§ **WORK REQUIRED**
Tally the lines of the records below that include the word "reference", and write down only that tally.
+++ DATA UNDER STUDY +++
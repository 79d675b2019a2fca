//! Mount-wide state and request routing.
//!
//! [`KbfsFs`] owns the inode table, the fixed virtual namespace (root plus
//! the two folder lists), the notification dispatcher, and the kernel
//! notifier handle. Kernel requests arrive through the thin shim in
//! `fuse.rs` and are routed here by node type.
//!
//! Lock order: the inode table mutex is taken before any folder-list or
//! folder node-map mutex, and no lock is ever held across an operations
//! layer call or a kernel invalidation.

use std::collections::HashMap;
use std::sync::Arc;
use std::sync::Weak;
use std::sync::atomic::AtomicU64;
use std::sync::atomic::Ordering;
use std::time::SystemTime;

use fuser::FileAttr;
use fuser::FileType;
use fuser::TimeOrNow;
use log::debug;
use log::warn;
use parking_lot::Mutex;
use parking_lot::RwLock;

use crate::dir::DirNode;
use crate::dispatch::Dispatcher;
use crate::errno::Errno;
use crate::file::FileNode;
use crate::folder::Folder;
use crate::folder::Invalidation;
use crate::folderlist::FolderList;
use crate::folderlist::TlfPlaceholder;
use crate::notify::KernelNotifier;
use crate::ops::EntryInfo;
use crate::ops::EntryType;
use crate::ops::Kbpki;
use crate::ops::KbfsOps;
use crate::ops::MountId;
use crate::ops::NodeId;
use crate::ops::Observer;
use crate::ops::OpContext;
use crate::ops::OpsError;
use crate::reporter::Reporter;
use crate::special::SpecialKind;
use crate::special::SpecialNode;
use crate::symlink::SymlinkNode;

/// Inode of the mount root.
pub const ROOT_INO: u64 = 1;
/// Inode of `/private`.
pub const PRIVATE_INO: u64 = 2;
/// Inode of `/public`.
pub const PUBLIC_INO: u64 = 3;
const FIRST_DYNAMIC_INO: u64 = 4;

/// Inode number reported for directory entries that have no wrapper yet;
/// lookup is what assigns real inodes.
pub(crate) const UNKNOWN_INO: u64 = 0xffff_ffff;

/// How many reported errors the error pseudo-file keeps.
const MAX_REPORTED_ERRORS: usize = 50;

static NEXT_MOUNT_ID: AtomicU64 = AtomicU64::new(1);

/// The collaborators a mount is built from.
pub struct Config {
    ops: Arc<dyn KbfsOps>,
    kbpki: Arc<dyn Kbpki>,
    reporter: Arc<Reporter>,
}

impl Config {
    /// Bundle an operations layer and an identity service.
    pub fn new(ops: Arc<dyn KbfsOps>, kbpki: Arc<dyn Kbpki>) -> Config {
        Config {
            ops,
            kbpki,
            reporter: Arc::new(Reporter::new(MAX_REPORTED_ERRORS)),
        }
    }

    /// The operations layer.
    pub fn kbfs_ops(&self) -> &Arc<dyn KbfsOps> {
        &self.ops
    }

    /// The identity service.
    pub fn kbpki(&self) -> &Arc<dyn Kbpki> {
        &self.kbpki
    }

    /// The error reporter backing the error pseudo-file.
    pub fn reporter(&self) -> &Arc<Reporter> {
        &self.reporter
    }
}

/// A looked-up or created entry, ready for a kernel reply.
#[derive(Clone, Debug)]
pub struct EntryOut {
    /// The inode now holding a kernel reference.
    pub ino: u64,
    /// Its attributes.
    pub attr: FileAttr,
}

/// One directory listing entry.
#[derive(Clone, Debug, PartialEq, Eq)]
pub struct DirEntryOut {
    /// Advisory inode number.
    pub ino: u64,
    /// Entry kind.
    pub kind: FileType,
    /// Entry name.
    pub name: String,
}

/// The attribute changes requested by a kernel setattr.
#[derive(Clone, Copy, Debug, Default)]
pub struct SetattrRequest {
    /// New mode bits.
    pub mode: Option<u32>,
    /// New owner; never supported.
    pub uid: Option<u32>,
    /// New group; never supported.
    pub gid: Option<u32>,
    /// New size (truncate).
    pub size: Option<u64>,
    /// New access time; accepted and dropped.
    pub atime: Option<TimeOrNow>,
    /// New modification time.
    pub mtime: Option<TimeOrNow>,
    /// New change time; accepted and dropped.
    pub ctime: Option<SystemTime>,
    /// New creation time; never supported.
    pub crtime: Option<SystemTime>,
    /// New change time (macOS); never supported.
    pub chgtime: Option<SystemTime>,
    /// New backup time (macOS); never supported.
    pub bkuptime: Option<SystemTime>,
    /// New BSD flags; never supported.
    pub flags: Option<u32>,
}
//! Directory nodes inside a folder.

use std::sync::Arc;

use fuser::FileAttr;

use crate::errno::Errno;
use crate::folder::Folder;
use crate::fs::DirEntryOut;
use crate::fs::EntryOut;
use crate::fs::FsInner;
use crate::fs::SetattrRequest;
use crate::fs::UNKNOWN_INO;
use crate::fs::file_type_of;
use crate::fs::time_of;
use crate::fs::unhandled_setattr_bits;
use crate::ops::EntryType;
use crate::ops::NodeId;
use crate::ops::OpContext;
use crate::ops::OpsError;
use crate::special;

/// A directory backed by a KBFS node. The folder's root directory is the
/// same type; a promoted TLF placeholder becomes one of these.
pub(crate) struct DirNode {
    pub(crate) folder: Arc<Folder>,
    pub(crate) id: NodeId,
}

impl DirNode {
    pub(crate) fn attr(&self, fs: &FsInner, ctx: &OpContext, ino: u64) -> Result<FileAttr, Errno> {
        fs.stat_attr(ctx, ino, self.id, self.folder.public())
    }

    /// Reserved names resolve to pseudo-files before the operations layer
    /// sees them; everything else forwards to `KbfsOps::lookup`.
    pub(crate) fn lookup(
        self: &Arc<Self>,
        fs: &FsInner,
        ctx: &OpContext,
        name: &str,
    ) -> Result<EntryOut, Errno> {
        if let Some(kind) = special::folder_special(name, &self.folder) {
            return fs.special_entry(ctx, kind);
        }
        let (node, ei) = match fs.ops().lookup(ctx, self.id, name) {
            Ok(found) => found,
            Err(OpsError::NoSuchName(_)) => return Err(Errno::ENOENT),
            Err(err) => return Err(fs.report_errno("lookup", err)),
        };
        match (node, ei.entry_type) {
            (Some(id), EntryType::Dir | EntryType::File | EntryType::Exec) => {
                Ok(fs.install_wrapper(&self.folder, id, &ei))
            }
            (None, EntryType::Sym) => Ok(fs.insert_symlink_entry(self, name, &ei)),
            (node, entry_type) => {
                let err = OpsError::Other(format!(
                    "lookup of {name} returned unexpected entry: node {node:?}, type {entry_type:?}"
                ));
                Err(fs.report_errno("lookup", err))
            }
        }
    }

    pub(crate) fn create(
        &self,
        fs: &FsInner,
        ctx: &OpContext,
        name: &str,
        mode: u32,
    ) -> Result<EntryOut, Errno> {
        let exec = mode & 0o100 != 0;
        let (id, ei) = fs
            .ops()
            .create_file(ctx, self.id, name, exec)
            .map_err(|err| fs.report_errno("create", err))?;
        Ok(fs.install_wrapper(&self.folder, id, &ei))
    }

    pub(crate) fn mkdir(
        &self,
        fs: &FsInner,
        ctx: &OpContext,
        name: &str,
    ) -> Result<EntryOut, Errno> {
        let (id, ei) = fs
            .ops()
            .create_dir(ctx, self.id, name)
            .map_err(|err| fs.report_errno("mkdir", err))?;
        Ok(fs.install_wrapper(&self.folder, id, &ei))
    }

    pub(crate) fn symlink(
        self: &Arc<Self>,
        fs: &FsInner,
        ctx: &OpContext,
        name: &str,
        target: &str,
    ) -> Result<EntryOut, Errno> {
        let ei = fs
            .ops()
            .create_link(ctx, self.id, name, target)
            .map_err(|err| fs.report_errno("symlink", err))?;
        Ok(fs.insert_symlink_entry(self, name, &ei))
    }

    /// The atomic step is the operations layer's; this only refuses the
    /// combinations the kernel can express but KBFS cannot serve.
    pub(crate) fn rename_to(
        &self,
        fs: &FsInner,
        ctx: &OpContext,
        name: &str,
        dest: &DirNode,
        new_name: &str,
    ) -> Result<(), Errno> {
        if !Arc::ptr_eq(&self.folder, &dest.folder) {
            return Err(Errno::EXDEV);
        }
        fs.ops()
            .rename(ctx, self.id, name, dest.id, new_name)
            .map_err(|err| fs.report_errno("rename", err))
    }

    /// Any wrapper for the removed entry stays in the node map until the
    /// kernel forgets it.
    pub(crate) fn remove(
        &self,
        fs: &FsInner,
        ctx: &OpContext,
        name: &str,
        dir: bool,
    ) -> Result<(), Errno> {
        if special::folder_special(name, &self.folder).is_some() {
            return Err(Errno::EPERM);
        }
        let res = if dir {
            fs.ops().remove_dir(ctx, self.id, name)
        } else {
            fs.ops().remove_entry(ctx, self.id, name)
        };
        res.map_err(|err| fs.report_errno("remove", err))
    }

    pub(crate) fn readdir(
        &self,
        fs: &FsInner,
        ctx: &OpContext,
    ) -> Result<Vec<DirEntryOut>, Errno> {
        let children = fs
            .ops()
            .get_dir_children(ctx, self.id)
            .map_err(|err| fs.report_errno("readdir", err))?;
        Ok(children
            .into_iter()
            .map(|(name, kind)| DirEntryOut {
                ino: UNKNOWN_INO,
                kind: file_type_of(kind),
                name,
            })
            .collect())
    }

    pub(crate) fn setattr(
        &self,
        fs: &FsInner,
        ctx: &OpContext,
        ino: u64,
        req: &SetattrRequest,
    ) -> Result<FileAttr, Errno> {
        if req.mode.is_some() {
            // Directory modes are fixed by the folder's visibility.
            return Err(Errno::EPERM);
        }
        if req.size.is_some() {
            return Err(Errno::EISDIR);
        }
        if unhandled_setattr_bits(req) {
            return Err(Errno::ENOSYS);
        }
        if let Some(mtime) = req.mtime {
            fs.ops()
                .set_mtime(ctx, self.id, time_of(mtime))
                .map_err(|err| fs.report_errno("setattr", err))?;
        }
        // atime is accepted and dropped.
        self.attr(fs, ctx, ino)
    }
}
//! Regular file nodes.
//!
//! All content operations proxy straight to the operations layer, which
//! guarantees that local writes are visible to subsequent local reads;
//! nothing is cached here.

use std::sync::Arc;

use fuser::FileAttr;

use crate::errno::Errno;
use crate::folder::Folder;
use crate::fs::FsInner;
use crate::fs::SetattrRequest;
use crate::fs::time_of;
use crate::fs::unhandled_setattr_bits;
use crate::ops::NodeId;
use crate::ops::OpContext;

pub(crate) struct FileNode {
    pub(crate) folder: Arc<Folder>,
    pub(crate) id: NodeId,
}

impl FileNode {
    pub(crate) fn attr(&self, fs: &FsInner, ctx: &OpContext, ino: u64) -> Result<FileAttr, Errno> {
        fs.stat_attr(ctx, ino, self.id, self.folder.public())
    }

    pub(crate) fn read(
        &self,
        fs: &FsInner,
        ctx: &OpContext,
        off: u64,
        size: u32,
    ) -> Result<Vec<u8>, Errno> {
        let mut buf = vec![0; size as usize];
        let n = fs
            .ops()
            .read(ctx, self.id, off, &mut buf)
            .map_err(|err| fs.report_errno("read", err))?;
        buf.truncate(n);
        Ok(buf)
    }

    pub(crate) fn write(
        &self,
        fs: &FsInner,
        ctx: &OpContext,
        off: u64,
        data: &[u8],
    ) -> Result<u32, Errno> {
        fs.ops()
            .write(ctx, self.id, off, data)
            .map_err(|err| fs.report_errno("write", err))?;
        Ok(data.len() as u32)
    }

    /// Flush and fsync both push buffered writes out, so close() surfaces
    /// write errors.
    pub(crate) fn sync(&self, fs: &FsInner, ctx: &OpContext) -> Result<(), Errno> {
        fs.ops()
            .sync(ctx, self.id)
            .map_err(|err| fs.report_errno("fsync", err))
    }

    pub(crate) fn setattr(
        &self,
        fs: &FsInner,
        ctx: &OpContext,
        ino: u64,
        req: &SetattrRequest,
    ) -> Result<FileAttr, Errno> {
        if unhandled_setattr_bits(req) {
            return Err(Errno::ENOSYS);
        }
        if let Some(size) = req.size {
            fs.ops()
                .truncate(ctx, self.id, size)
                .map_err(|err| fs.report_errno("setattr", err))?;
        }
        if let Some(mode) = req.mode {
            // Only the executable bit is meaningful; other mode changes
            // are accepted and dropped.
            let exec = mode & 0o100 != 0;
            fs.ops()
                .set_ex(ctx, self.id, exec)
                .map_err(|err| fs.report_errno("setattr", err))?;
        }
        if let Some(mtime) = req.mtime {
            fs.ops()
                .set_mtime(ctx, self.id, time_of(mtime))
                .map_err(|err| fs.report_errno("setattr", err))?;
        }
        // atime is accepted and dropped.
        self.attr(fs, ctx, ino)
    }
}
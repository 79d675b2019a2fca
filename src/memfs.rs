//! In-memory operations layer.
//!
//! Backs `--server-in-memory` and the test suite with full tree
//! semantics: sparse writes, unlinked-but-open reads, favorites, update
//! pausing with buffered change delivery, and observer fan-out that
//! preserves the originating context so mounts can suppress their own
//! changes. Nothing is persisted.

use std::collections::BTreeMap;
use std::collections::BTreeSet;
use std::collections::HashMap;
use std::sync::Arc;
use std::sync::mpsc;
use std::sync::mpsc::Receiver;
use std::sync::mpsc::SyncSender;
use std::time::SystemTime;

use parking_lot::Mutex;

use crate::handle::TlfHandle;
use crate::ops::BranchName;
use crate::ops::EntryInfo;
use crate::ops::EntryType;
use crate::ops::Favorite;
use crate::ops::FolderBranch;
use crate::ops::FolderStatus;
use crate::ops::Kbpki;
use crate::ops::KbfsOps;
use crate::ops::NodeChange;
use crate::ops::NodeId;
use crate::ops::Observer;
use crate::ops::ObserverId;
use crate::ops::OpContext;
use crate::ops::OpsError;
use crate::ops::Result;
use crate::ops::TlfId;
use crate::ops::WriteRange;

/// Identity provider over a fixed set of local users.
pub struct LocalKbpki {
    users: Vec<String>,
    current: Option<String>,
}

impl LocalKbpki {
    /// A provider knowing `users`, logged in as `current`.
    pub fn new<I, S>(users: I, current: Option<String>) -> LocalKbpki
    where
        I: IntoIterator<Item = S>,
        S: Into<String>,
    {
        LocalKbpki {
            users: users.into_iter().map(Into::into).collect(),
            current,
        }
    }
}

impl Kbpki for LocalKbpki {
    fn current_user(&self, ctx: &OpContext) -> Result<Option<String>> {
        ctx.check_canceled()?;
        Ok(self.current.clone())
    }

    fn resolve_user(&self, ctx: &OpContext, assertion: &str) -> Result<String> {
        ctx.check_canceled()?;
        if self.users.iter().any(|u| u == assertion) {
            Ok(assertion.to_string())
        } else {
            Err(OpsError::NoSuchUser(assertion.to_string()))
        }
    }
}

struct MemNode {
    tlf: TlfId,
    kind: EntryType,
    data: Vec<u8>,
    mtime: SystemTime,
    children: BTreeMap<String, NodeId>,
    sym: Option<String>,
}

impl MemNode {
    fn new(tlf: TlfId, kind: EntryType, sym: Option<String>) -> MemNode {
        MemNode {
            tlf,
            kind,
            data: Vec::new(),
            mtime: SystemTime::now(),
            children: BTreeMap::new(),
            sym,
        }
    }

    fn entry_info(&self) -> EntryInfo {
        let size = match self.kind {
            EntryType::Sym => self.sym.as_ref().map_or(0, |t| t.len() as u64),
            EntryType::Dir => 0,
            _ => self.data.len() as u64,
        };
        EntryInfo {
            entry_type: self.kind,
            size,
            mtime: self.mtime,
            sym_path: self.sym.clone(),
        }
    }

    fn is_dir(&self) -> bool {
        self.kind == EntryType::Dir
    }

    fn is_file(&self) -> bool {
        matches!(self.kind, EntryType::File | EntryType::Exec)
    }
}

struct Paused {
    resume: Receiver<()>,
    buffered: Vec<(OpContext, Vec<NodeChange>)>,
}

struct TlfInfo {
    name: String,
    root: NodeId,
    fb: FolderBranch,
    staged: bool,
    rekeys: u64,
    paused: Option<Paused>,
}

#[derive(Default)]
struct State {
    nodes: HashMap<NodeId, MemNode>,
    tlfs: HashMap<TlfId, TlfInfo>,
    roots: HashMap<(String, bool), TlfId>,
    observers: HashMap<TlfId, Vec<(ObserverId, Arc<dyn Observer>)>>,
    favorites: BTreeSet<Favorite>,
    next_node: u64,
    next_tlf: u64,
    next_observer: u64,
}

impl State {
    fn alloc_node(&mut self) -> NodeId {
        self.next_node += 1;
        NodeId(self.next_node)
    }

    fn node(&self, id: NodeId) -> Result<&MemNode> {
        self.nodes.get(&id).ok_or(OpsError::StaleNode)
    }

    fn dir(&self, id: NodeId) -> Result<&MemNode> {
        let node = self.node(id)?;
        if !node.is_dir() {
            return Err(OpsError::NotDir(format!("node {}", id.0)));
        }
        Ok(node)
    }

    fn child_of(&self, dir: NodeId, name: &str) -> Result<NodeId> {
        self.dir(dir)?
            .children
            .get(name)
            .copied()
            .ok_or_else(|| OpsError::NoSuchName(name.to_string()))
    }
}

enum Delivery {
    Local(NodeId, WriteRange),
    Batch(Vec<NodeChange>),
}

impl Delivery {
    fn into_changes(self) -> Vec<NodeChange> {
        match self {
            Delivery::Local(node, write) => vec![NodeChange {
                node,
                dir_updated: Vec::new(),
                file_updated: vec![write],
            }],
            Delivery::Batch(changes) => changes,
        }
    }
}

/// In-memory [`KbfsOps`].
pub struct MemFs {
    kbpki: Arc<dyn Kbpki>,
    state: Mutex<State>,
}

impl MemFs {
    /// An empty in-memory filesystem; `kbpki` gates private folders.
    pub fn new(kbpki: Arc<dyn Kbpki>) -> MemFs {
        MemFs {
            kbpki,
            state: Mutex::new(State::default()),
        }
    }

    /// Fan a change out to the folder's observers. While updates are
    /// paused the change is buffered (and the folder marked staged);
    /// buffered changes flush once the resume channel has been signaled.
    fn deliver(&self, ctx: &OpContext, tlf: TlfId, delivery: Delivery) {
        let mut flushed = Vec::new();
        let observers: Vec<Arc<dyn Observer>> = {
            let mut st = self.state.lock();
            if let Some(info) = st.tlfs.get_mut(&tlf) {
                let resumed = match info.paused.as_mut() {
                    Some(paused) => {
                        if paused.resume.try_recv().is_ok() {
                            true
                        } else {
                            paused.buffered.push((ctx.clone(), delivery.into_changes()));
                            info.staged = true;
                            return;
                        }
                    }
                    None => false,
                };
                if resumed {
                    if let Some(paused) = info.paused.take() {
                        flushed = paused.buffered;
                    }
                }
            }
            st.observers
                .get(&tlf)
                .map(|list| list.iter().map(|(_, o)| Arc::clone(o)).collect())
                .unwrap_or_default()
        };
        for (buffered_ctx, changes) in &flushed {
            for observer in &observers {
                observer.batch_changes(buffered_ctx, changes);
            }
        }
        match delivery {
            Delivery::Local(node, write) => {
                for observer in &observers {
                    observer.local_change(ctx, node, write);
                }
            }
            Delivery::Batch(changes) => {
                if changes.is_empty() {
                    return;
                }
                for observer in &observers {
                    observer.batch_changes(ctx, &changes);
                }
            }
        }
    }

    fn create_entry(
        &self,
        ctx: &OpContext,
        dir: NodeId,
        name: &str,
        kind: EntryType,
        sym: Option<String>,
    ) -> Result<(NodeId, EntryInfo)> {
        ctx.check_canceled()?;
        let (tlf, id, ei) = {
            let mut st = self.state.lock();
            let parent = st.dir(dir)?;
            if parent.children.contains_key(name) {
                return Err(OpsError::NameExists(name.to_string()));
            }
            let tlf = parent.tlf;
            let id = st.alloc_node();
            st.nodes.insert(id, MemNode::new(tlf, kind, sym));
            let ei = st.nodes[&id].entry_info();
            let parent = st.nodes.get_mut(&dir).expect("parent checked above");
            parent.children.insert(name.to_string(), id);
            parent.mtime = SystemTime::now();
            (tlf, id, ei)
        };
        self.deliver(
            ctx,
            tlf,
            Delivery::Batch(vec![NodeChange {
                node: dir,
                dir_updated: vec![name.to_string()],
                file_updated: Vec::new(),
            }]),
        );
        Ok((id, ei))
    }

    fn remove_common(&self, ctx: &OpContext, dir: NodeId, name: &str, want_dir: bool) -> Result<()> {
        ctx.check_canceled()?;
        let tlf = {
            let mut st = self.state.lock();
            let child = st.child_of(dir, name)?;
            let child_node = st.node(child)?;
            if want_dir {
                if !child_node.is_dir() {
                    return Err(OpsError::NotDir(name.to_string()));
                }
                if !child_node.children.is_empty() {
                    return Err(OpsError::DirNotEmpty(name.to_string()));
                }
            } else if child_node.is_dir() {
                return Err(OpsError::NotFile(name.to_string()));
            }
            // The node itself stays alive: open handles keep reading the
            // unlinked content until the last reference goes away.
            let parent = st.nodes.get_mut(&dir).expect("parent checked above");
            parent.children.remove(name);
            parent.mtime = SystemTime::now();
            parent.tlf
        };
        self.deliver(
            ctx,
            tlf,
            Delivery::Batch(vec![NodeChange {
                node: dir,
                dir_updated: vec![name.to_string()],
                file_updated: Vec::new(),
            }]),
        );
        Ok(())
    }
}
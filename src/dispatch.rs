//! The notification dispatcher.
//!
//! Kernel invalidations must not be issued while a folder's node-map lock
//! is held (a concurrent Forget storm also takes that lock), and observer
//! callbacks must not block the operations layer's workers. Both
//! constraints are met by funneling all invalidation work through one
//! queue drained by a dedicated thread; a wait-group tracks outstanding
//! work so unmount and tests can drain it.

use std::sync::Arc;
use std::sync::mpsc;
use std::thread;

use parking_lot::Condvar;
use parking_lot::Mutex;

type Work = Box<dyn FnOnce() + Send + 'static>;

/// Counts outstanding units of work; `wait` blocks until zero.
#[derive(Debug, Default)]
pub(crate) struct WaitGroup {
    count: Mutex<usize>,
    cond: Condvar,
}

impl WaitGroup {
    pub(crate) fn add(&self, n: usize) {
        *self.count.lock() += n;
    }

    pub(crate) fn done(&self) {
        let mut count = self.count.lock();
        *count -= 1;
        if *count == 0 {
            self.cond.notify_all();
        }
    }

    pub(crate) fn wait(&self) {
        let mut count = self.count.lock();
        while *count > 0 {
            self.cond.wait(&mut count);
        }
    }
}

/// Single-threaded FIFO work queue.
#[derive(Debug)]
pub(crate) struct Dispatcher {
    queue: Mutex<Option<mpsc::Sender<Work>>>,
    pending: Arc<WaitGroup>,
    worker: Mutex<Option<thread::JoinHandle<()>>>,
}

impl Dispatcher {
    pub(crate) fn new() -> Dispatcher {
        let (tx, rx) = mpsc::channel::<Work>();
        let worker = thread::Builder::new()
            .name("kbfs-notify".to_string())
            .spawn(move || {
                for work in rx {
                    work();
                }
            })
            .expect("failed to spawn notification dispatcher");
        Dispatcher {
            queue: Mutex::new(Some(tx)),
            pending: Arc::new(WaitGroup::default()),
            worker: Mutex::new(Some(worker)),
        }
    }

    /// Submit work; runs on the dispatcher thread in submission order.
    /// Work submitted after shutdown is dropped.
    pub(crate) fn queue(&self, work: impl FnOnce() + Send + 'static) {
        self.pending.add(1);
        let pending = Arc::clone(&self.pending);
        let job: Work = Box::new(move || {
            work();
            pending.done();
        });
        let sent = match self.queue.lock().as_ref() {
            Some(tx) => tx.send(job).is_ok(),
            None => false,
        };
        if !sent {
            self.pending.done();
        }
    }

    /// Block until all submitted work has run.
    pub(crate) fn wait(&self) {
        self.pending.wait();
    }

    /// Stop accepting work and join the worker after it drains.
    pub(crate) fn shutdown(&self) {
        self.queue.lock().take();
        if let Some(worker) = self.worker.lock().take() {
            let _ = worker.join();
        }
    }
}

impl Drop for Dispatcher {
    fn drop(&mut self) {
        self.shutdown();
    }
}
+++
§ **PROBLEM SOLUTION**
2